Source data
//! Budget schema drift detection.
//!
//! The game adds resources and budget categories across patches. This scans
//! stored documents for every field used in the player's budget entries and
//! reports the ones `budget_entry` has no column for.

use std::collections::BTreeSet;

use serde_json::Value;
use tracing::info;

use crate::db::Database;
use crate::error::Error;
use crate::extract::budget::{current_month, CATEGORY_TYPES};
use crate::extract::player_country_id;

#[derive(Debug, Default, Clone)]
pub struct BudgetSchemaReport {
    /// Documents that carried a budget.
    pub documents: usize,
    pub fields: BTreeSet<String>,
    pub category_names: BTreeSet<String>,
    pub columns: Vec<String>,
    /// Fields seen in documents without a matching column.
    pub missing_columns: Vec<String>,
}

impl BudgetSchemaReport {
    pub fn is_ok(&self) -> bool {
        self.missing_columns.is_empty()
    }
}

/// Collect budget field and category names from one document. Returns
/// `false` when the document has no player budget.
fn collect(doc: &Value, report: &mut BudgetSchemaReport) -> bool {
    let month = player_country_id(doc)
        .and_then(|id| doc.get("country")?.get(&id)?.as_object())
        .and_then(current_month);
    let Some(month) = month else {
        return false;
    };

    for category_type in CATEGORY_TYPES {
        let Some(categories) = month.get(category_type).and_then(Value::as_object) else {
            continue;
        };
        for (category_name, entry) in categories {
            report.category_names.insert(category_name.clone());
            if let Some(entry) = entry.as_object() {
                report.fields.extend(entry.keys().cloned());
            }
        }
    }
    true
}

/// Scan up to `limit` most recent documents against the live table.
pub fn validate_budget_schema(db: &Database, limit: usize) -> Result<BudgetSchemaReport, Error> {
    let mut report = BudgetSchemaReport {
        columns: db
            .budget_entry_columns()?
            .into_iter()
            .filter(|column| column != "budget_entry_id")
            .collect(),
        ..Default::default()
    };

    for (_, doc) in db.budget_documents(limit)? {
        if collect(&doc, &mut report) {
            report.documents += 1;
        }
    }

    report.missing_columns = report
        .fields
        .iter()
        .filter(|field| !report.columns.contains(field))
        .cloned()
        .collect();

    info!(
        documents = report.documents,
        fields = report.fields.len(),
        categories = report.category_names.len(),
        missing = report.missing_columns.len(),
        "Budget schema validated"
    );
    Ok(report)
}

#[cfg(test)]
mod tests {
    use super::*;
    use serde_json::json;

    use crate::date::GameDate;
    use crate::db::insert_gamestate;

    fn store(db: &Database, month: u8, doc: Value) {
        let save_id = db.upsert_save("s", "S").unwrap();
        insert_gamestate(db.conn(), save_id, &GameDate::new(2200, month, 1).unwrap(), &doc).unwrap();
    }

    #[test]
    fn test_known_fields_pass() {
        let db = Database::open_memory().unwrap();
        store(
            &db,
            1,
            json!({
                "player": [{ "country": 0 }],
                "country": { "0": { "budget": { "current_month": {
                    "income": { "country_base": { "energy": 1, "unity": 2 } },
                    "expenses": { "ships": { "alloys": 3 } }
                } } } }
            }),
        );
        store(&db, 2, json!({ "country": {} }));

        let report = validate_budget_schema(&db, 100).unwrap();
        assert!(report.is_ok());
        assert_eq!(report.documents, 1);
        assert_eq!(report.columns.len(), 20);
        assert_eq!(
            report.category_names.iter().map(String::as_str).collect::<Vec<_>>(),
            vec!["country_base", "ships"]
        );
    }

    #[test]
    fn test_new_resource_reported() {
        let db = Database::open_memory().unwrap();
        store(
            &db,
            1,
            json!({
                "player": [{ "country": "3" }],
                "country": { "3": { "budget": { "current_month": {
                    "balance": { "total": { "energy": 1, "zro_crystals": 4 } }
                } } } }
            }),
        );

        let report = validate_budget_schema(&db, 100).unwrap();
        assert!(!report.is_ok());
        assert_eq!(report.missing_columns, vec!["zro_crystals".to_string()]);
    }
}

■ EXERCISE INSTRUCTIONS
Extract the data in full. Keep it word for word.

■ OUTPUT BELOW
//! Budget schema drift detection.
//!
//! The game adds resources and budget categories across patches. This scans
//! stored documents for every field used in the player's budget entries and
//! reports the ones `budget_entry` has no column for.

use std::collections::BTreeSet;

use serde_json::Value;
use tracing::info;

use crate::db::Database;
use crate::error::Error;
use crate::extract::budget::{current_month, CATEGORY_TYPES};
use crate::extract::player_country_id;

#[derive(Debug, Default, Clone)]
pub struct BudgetSchemaReport {
    /// Documents that carried a budget.
    pub documents: usize,
    pub fields: BTreeSet<String>,
    pub category_names: BTreeSet<String>,
    pub columns: Vec<String>,
    /// Fields seen in documents without a matching column.
    pub missing_columns: Vec<String>,
}

impl BudgetSchemaReport {
    pub fn is_ok(&self) -> bool {
        self.missing_columns.is_empty()
    }
}

/// Collect budget field and category names from one document. Returns
/// `false` when the document has no player budget.
fn collect(doc: &Value, report: &mut BudgetSchemaReport) -> bool {
    let month = player_country_id(doc)
        .and_then(|id| doc.get("country")?.get(&id)?.as_object())
        .and_then(current_month);
    let Some(month) = month else {
        return false;
    };

    for category_type in CATEGORY_TYPES {
        let Some(categories) = month.get(category_type).and_then(Value::as_object) else {
            continue;
        };
        for (category_name, entry) in categories {
            report.category_names.insert(category_name.clone());
            if let Some(entry) = entry.as_object() {
                report.fields.extend(entry.keys().cloned());
            }
        }
    }
    true
}

/// Scan up to `limit` most recent documents against the live table.
pub fn validate_budget_schema(db: &Database, limit: usize) -> Result<BudgetSchemaReport, Error> {
    let mut report = BudgetSchemaReport {
        columns: db
            .budget_entry_columns()?
            .into_iter()
            .filter(|column| column != "budget_entry_id")
            .collect(),
        ..Default::default()
    };

    for (_, doc) in db.budget_documents(limit)? {
        if collect(&doc, &mut report) {
            report.documents += 1;
        }
    }

    report.missing_columns = report
        .fields
        .iter()
        .filter(|field| !report.columns.contains(field))
        .cloned()
        .collect();

    info!(
        documents = report.documents,
        fields = report.fields.len(),
        categories = report.category_names.len(),
        missing = report.missing_columns.len(),
        "Budget schema validated"
    );
    Ok(report)
}

#[cfg(test)]
mod tests {
    use super::*;
    use serde_json::json;

    use crate::date::GameDate;
    use crate::db::insert_gamestate;

    fn store(db: &Database, month: u8, doc: Value) {
        let save_id = db.upsert_save("s", "S").unwrap();
        insert_gamestate(db.conn(), save_id, &GameDate::new(2200, month, 1).unwrap(), &doc).unwrap();
    }

    #[test]
    fn test_known_fields_pass() {
        let db = Database::open_memory().unwrap();
        store(
            &db,
            1,
            json!({
                "player": [{ "country": 0 }],
                "country": { "0": { "budget": { "current_month": {
                    "income": { "country_base": { "energy": 1, "unity": 2 } },
                    "expenses": { "ships": { "alloys": 3 } }
                } } } }
            }),
        );
        store(&db, 2, json!({ "country": {} }));

        let report = validate_budget_schema(&db, 100).unwrap();
        assert!(report.is_ok());
        assert_eq!(report.documents, 1);
        assert_eq!(report.columns.len(), 20);
        assert_eq!(
            report.category_names.iter().map(String::as_str).collect::<Vec<_>>(),
            vec!["country_base", "ships"]
        );
    }

    #[test]
    fn test_new_resource_reported() {
        let db = Database::open_memory().unwrap();
        store(
            &db,
            1,
            json!({
                "player": [{ "country": "3" }],
                "country": { "3": { "budget": { "current_month": {
                    "balance": { "total": { "energy": 1, "zro_crystals": 4 } }
                } } } }
            }),
        );

        let report = validate_budget_schema(&db, 100).unwrap();
        assert!(!report.is_ok());
        assert_eq!(report.missing_columns, vec!["zro_crystals".to_string()]);
    }
}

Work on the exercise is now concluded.